There was a tourist attraction near my childhood home called Enchanted Forest. Its concept was to build exhibits centered around the fairy tale stories familiar to children. I haven’t thought about it in years but the footage from my client brought those memories back to life.

I remember the Old Woman’s Shoe (you remember… she had so many children she didn’t know what to do?) In the Enchanted Forest version it was a two story shoe that encased a slide. Kids would walk into the shoe, climb the stairs to the upper level and then slide down to the ground.  It probably should have been called the Old Woman’s Boot but why quibble?

There was a cartoon whale named Willie, a gingerbread house from Hansel and Gretel, Cinderella’s pumpkin carriage, and a storybook castle with a dragon among other similar themed “rides.”

Admittedly, Enchanted Forest was a poor man’s version of Disneyland but if you couldn’t afford to go to the house of the mouse, perhaps Enchanted Forest provided a decent alternative at a more affordable price. It was a one man brainchild the likes of which we may never see again. There was nothing showy about it. Most of the attractions were simple structures that kids could play on or in, letting their imagination take them where it would. It was a simple pleasure for a simpler time.

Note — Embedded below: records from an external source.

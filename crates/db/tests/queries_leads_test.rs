//! Integration tests for the leads table queries.

use crysta_view_core::LeadStatus;
use crysta_view_db::query::Filter;
use crysta_view_db::{LeadFilter, Table};
use pretty_assertions::assert_eq;

mod queries_shared;
use queries_shared::{make_lead, memory_db};

fn seed_funnel() -> (std::sync::Arc<crysta_view_db::MemoryStore>, crysta_view_db::Database) {
    let (store, db) = memory_db();
    store.insert_leads(&[
        make_lead(1, "919800000001", "Raya Menon", "Kochi", "converted", "2024-05-01T10:00:00Z"),
        make_lead(2, "919800000002", "Ray Dsouza", "Goa", "qualified", "2024-05-02T10:00:00Z"),
        make_lead(3, "919800000003", "Anita Rao", "Rayagada", "converted", "2024-05-03T10:00:00Z"),
        make_lead(4, "919800000004", "Sunita Shah", "Murray", "converted", "2024-05-04T10:00:00Z"),
        make_lead(5, "919800000005", "Deepa Kumar", "Delhi", "lost", "2024-05-05T10:00:00Z"),
    ]);
    (store, db)
}

#[tokio::test]
async fn test_converted_filter_with_search_combines_both_constraints() {
    let (store, db) = seed_funnel();

    let filter = LeadFilter {
        search: Some("ray".into()),
        status: Some(LeadStatus::Converted),
        ..Default::default()
    };
    let page = db.leads_page(&filter).await.unwrap();

    let mut names: Vec<&str> = page.leads.iter().map(|l| l.name.as_str()).collect();
    names.sort();
    // "Ray Dsouza" matches the term but is qualified; "Deepa" is lost.
    assert_eq!(names, vec!["Anita Rao", "Raya Menon", "Sunita Shah"]);
    assert_eq!(page.total, 3);
    assert!(!page.has_more);

    let executed = store.executed();
    assert_eq!(executed.len(), 1);
    let filters = &executed[0].filters;
    assert!(filters.iter().any(|f| matches!(f, Filter::IlikeAny { term, .. } if term == "ray")));
    assert!(filters
        .iter()
        .any(|f| matches!(f, Filter::Eq { column, value } if column == "lead_status" && value == "converted")));
}

#[tokio::test]
async fn test_leads_page_paginates_newest_first() {
    let (_store, db) = seed_funnel();

    let first = db
        .leads_page(&LeadFilter {
            page_size: 2,
            ..Default::default()
        })
        .await
        .unwrap();
    assert_eq!(first.total, 5);
    assert!(first.has_more);
    assert_eq!(first.leads.len(), 2);
    assert_eq!(first.leads[0].id, "5");
    assert_eq!(first.leads[1].id, "4");

    let last = db
        .leads_page(&LeadFilter {
            page: 2,
            page_size: 2,
            ..Default::default()
        })
        .await
        .unwrap();
    assert_eq!(last.leads.len(), 1);
    assert!(!last.has_more);
}

#[tokio::test]
async fn test_leads_page_city_filter_and_display_defaults() {
    let (store, db) = memory_db();
    store.insert_leads(&[
        make_lead(1, "919811111111", "", "Pune", "", "2024-05-01T10:00:00Z"),
        make_lead(2, "919822222222", "Asha", "Delhi", "qualified", "2024-05-01T11:00:00Z"),
    ]);

    let page = db
        .leads_page(&LeadFilter {
            city: Some("Pune".into()),
            ..Default::default()
        })
        .await
        .unwrap();
    assert_eq!(page.total, 1);
    let lead = &page.leads[0];
    assert_eq!(lead.name, "Unknown");
    assert_eq!(lead.location, "Pune");
}

#[tokio::test]
async fn test_export_leads_returns_every_match() {
    let (store, db) = seed_funnel();

    let leads = db
        .export_leads(&LeadFilter {
            status: Some(LeadStatus::Converted),
            ..Default::default()
        })
        .await
        .unwrap();
    assert_eq!(leads.len(), 3);
    // Exports do not ask for a count.
    assert!(store.executed().iter().all(|q| q.count.is_none()));
}

#[tokio::test]
async fn test_conversation_lead_lookup() {
    let (_store, db) = seed_funnel();

    let lead = db.conversation_lead("919800000003").await.unwrap().unwrap();
    assert_eq!(lead.full_name.as_deref(), Some("Anita Rao"));
    assert!(db.conversation_lead("000").await.unwrap().is_none());
}

#[tokio::test]
async fn test_failing_backend_surfaces_error() {
    let (store, db) = seed_funnel();
    store.fail_table(Table::Users);

    let err = db.leads_page(&LeadFilter::default()).await.unwrap_err();
    assert!(err.to_string().contains("users"));
}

Nothing wrong with that… in fact there’s a whole lot of good in that. Although it closed in 1995, after nearly a decade of neglect, there was a movement to save many of the pieces in the Enchanted Forest from further disrepair. Piece by piece, surviving items including the ones mentioned above were transported to a local farm, restored and put in place where they continue to be enjoyed by passers by.

Michael Ondrasik and Home Video Studio of Mount Dora special in the preservation of family memories through the digitalization of film, videotapes, audio cassettes, photos, negatives, and slides. For more information, call 352-735-8550 or visit our website.

Say U.N.C.L.E.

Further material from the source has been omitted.